Para o consumidor final, o litro da gasolina deve aumentar, em média, 8,33%. O do diesel, 6,5%. E o botijão de gás de cozinha, 2,60%
BRASÍLIA – O Governo Federal anunciou ontem os percentuais de reajuste dos derivados de petróleo que entram em vigor a partir da zero hora de amanhã. O preço do litro da gasolina subirá 10,42% nas refinarias, o que resultará num repasse médio de 8,33% nos postos de abastecimento. Esse percentual, no Grande Recife, elevaria o preço para cerca de R$ 1,75. No caso do litro do diesel, o aumento nas unidades de refino será de 8,27%. A previsão é de que na bomba o litro desse combustível sofra um reajuste médio de 6,5%.
O gás liquefeito de petróleo (GLP) – o gás de cozinha – terá um reajuste menor: 4,34% nas refinarias. Para o consumidor, o GLP ficará 2,6% mais caro. Os índices foram divulgados ontem pelo secretário Especial de Acompanhamento Econômico (Seae), do Ministério da Fazenda, Cláudio Considera, e pelo assessor especial do Ministério de Minas e Energia, Marco Antônio Martins Almeida.
Considera previu que, se a cotação do barril do petróleo e a variação cambial mantiverem o mesmo comportamento do último trimestre, não haverá necessidade de novo reajuste. Porém, para que isso ocorra, será necessário que o dólar médio fique em R$ 2,15 e o barril do petróleo brent tenha uma cotação média de R$ 26,60. Este ano, segundo cálculos do Governo, o repasse para os preços dos derivados ficou em 4,34%, levando em conta que, em abril, o preço do litro da gasolina teve uma queda de 5,51% nas refinarias e o litro do diesel sofreu uma redução de 3,63%.
O reajuste dos preços de derivados de petróleo, segundo Considera, terá um impacto da ordem de 0,38 ponto percentual no Índice de Preços ao Consumidor Amplo (ICPA). O secretário explicou também que o Banco Central, na última previsão de inflação para o ano de 2001, já contabilizou o aumento dos preços dos derivados de petróleo. O BC já havia incorporado estas variações, enfatizou Considera.

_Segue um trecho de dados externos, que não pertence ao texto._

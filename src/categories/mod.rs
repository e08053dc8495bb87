//! # Categories Module
//!
//! Per-user task categories: create (appended last), rename, delete with
//! their tasks, and drag-and-drop reordering.

pub mod handlers;
pub mod models;
pub mod routes;
pub mod services;
pub mod validators;


pub use routes::categories_routes;
pub use services::CategoriesService;
// src/common/dev_mode.rs
//! Development mode configuration and utilities
//! Allows bypassing Telegram init-data validation when running outside the Telegram client

use std::env;

use crate::auth::init_data::TelegramIdentity;

#[derive(Debug, Clone)]
pub struct DevModeConfig {
    pub enabled: bool,
    pub telegram_id: i64,
    pub first_name: String,
    pub username: String,
}

fn env_flag(name: &str) -> bool {
    env::var(name)
        .map(|v| v.trim().eq_ignore_ascii_case("true"))
        .unwrap_or(false)
}

impl DevModeConfig {
    pub fn from_env() -> Self {
        let enabled = env_flag("SKIP_TG_VALIDATION") || env_flag("DEV_MODE");

        let telegram_id = env::var("DEV_TELEGRAM_ID")
            .ok()
            .and_then(|v| v.trim().parse::<i64>().ok())
            .unwrap_or(1);

        let first_name = env::var("DEV_FIRST_NAME").unwrap_or_else(|_| "Dev".to_string());

        let username = env::var("DEV_USERNAME").unwrap_or_else(|_| "dev".to_string());

        Self {
            enabled,
            telegram_id,
            first_name,
            username,
        }
    }

    /// A config with the bypass switched off and the default dev identity.
    pub fn disabled() -> Self {
        Self {
            enabled: false,
            telegram_id: 1,
            first_name: "Dev".to_string(),
            username: "dev".to_string(),
        }
    }

    pub fn is_enabled(&self) -> bool {
        self.enabled
    }

    /// The fixed identity every request resolves to while the bypass is on
    pub fn dev_identity(&self) -> TelegramIdentity {
        TelegramIdentity {
            telegram_id: self.telegram_id,
            first_name: self.first_name.clone(),
            last_name: None,
            username: Some(self.username.clone()),
        }
    }
}

/// Print dev mode status on startup
pub fn print_dev_mode_status(config: &DevModeConfig) {
    if config.enabled {
        println!("⚠️  🔓 DEV MODE ENABLED 🔓 ⚠️");
        println!("   Telegram init-data validation bypassed");
        println!(
            "   Dev User: {} (@{}, telegram id {})",
            config.first_name, config.username, config.telegram_id
        );
        println!("   ⚠️  DO NOT USE IN PRODUCTION ⚠️");
        println!();
    } else {
        println!("🔒 Production mode - Telegram init data required");
    }
}

/// CLI argument parsing for dev mode
pub fn parse_dev_mode_args<I>(args: I) -> Option<bool>
where
    I: IntoIterator<Item = String>,
{
    let mut result = None;
    for arg in args {
        match arg.as_str() {
            "--dev" | "--dev-mode" => result = Some(true),
            "--no-dev" | "--prod" | "--production" => result = Some(false),
            _ => {}
        }
    }

    result
}

/// Override dev mode from CLI args
pub fn apply_cli_override(mut config: DevModeConfig) -> DevModeConfig {
    if let Some(cli_dev_mode) = parse_dev_mode_args(env::args().skip(1)) {
        println!("🔧 CLI override: DEV_MODE = {}", cli_dev_mode);
        config.enabled = cli_dev_mode;
    }

    config
}

#[cfg(test)]
mod tests {
    use super::*;

    fn args(list: &[&str]) -> Vec<String> {
        list.iter().map(|s| s.to_string()).collect()
    }

    #[test]
    fn test_parse_dev_mode_args() {
        assert_eq!(parse_dev_mode_args(args(&["--dev"])), Some(true));
        assert_eq!(parse_dev_mode_args(args(&["--prod"])), Some(false));
        assert_eq!(parse_dev_mode_args(args(&["--port", "80"])), None);
        // last flag wins
        assert_eq!(parse_dev_mode_args(args(&["--dev", "--no-dev"])), Some(false));
    }

    #[test]
    fn test_dev_identity_uses_configured_user() {
        let config = DevModeConfig {
            enabled: true,
            telegram_id: 42,
            first_name: "Tester".to_string(),
            username: "tester".to_string(),
        };

        let identity = config.dev_identity();
        assert_eq!(identity.telegram_id, 42);
        assert_eq!(identity.first_name, "Tester");
        assert_eq!(identity.username.as_deref(), Some("tester"));
        assert!(identity.last_name.is_none());
    }

    #[test]
    fn test_disabled_config() {
        let config = DevModeConfig::disabled();
        assert!(!config.is_enabled());
        assert_eq!(config.dev_identity().telegram_id, 1);
    }
}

A equipe econômica está atenta também para o resultado da Parcela de Preço Específica (PPE), uma espécie de fundo que será usado para o Tesouro Nacional saldar uma dívida de R$ 2,95 bilhões, valores de dezembro do ano 2000, para com a Petrobrás.Esta dívida refere-se aos subsídios que a estatal concedeu no passado para segurar os preços dos derivados. Considera disse que a expectativa é de uma arrecadação de R$ 3,2 bilhões com a PPE.